Records supplied
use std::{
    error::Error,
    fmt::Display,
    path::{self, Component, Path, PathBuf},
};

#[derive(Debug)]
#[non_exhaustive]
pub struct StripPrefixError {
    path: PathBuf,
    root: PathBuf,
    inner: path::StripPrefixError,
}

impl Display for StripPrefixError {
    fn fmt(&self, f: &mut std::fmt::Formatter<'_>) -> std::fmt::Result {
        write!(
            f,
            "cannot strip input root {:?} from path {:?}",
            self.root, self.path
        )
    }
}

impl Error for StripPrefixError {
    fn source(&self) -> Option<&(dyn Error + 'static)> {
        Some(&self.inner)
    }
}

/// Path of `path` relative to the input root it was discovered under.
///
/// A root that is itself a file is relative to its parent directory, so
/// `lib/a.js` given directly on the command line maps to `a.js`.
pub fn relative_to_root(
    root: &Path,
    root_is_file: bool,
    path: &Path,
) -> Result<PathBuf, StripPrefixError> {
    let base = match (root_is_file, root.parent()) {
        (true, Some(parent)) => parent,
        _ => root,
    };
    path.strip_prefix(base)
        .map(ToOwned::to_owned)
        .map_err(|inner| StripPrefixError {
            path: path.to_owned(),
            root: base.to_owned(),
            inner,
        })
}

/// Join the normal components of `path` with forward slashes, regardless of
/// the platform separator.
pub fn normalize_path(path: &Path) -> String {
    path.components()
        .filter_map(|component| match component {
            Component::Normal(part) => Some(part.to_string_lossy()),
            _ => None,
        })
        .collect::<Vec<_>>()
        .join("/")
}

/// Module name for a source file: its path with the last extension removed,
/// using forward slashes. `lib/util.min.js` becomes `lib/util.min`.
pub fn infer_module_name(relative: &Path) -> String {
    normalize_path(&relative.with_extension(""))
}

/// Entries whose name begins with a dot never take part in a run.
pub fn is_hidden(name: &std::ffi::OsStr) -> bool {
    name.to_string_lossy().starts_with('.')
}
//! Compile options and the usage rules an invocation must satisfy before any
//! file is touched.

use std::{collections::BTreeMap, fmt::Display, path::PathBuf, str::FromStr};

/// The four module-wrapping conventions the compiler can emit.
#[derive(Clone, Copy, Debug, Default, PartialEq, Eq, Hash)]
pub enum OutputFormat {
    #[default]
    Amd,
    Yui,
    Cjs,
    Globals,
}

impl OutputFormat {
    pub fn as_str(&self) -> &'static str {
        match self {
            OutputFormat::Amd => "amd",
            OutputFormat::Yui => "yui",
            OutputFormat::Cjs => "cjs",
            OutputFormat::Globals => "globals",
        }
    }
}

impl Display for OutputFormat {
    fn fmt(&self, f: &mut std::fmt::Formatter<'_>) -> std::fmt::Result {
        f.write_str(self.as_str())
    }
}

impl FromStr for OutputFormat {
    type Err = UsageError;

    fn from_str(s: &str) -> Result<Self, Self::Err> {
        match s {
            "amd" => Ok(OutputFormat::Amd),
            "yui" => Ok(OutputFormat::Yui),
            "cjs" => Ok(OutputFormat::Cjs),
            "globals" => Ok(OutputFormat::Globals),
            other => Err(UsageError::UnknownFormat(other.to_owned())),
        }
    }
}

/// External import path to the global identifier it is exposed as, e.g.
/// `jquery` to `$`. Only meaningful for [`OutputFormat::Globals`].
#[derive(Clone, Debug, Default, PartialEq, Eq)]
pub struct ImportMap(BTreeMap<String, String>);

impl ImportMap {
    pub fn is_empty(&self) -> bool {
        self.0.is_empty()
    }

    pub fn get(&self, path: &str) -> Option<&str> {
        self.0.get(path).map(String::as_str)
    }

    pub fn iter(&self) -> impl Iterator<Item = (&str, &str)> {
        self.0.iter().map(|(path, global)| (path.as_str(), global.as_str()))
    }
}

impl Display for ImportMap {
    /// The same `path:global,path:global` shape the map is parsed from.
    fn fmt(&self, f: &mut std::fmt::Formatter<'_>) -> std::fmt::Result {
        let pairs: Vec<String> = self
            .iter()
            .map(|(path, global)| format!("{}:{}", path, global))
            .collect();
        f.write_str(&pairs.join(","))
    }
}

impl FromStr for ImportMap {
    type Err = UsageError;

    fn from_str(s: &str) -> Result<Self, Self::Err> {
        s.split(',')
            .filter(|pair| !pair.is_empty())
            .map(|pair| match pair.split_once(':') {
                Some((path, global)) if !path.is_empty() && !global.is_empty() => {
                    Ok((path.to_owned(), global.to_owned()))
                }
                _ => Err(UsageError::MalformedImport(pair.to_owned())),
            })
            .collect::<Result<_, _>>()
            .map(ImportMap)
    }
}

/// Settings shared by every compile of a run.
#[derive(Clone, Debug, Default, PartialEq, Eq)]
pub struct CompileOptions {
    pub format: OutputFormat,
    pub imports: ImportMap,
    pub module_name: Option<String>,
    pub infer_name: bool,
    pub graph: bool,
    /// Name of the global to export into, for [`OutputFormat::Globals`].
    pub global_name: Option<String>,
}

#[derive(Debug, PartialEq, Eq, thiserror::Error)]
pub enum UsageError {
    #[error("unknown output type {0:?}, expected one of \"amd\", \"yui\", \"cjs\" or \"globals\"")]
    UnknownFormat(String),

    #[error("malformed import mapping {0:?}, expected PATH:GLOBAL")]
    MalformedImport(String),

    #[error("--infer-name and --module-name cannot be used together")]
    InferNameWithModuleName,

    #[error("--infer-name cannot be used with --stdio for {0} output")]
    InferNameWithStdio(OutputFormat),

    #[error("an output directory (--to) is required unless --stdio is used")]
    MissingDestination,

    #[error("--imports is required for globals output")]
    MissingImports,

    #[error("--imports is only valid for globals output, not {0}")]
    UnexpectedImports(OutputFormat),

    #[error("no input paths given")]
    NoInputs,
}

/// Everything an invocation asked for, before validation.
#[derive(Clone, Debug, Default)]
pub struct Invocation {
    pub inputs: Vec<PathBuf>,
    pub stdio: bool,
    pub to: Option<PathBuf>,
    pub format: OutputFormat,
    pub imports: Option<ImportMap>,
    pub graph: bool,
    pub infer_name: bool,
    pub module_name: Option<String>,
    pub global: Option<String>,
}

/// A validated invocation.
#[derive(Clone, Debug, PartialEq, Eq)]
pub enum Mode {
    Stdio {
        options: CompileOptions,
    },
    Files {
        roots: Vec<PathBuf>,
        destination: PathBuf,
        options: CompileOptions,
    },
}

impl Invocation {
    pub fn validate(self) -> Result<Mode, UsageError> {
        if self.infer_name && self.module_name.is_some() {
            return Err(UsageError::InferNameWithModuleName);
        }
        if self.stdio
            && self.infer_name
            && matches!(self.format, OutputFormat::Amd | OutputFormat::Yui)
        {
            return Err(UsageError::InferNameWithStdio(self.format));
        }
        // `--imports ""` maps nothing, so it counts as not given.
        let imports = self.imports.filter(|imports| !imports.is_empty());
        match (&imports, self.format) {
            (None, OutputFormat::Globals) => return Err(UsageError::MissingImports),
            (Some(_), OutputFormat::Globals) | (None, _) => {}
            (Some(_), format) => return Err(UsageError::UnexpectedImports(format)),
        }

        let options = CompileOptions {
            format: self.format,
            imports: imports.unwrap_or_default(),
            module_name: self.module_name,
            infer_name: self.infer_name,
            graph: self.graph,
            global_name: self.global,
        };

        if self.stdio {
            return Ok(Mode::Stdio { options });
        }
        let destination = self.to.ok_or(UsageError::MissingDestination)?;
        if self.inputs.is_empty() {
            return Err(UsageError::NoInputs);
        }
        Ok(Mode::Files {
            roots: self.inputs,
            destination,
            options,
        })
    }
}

The task
Go through the records above, find every line with the word "enum", and list those lines.

Answer to this exercise
pub enum OutputFormat {
pub enum UsageError {
pub enum Mode {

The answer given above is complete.